● PROBLEM:
Only the lines holding the string "test" are needed; copy each of them from the data.

● RECORDS FOR THIS EXERCISE:

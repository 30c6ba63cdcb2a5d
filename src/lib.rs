//! State Faker
//!
//! A generator of synthetic, structurally valid infrastructure state
//! documents (state format version 4) for use as test fixtures, demo data and
//! load-test inputs.
//!
//! # Overview
//!
//! A document is a tree: the root carries a lineage identifier and a set of
//! named outputs, and owns a list of resources. Each resource owns one or
//! more instances, and several instances of one resource are told apart by
//! unique index keys. Generation is driven by a small configuration that
//! controls counts and probabilities; every other value comes from a shared
//! random source.
//!
//! ## Key Features
//!
//! - **Configurable Shape**: resource and output counts, module placement and
//!   multi-instance cardinality, all clamped rather than rejected
//! - **Realistic Payloads**: five attribute archetypes and five structured
//!   output archetypes with internally consistent values
//! - **Explicit Randomization Policy**: one weighted-choice utility, a field
//!   role registry and a uniqueness tracker with visible reset scopes
//! - **Reproducible Runs**: an optional seed fixes every draw, lineage included
//!
//! ## Quick Start
//!
//! ```rust
//! use state_faker::*;
//!
//! let config = GeneratorConfig {
//!     num_resources: 5,
//!     num_outputs: 3,
//!     module_chance: 0,
//!     multi_instance_chance: 0,
//!     ..Default::default()
//! };
//!
//! let doc = StateAssembler::new(config).generate()?;
//! assert_eq!(doc.resources.len(), 5);
//! assert!(doc.resources.iter().all(|r| r.module.is_none()));
//!
//! let json = doc.to_json(OutputStyle::Pretty)?;
//! println!("{}", json);
//! # Ok::<(), Box<dyn std::error::Error>>(())
//! ```
//!
//! ## Module Organization
//!
//! - [`types`]: configuration, resource modes and the lineage identifier
//! - [`faker`]: randomization providers and registries
//! - [`state`]: the serializable document model, checks and statistics
//! - [`generation`]: the assembler, its errors and logging setup
//!
//! ## Architecture
//!
//! ```text
//! ┌─────────────┐    ┌─────────────┐    ┌─────────────┐
//! │   Types     │    │   Faker     │    │ Generation  │
//! │             │    │             │    │             │
//! │ Config      │◄───┤ Chance      │◄───┤ Assembler   │
//! │ Enums       │    │ Registries  │    │ Errors      │
//! │ Lineage     │    │ Uniqueness  │    │ Logging     │
//! └─────────────┘    └─────────────┘    └─────────────┘
//!        ▲                  │                  │
//!        │           ┌─────────────┐           │
//!        └───────────┤   State     │◄──────────┘
//!                    │ Document    │
//!                    │ Validation  │
//!                    │ Statistics  │
//!                    └─────────────┘
//! ```
#![warn(missing_docs, missing_debug_implementations, unreachable_pub)]

pub mod faker;
pub mod generation;
pub mod state;
pub mod types;

// Core types and configuration
pub use types::{
    CliArgs, ConfigError, ConfigFile, ConfigOverride, GeneratorConfig, Lineage, OutputStyle,
    ResourceMode,
};

// Randomization providers
pub use faker::{FieldRegistry, FieldRole, Probability, ProviderError, UniquenessTracker};

// Document model
pub use state::{
    check_document, DocumentStatistics, Instance, Output, Resource, StateDocument, Violation,
};

// Generation
pub use generation::{
    generate_document, GenerationError, GenerationResult, LoggingConfig, StateAssembler,
};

● RESULT OF THE TASK:
//! documents (state format version 4) for use as test fixtures, demo data and
//! load-test inputs.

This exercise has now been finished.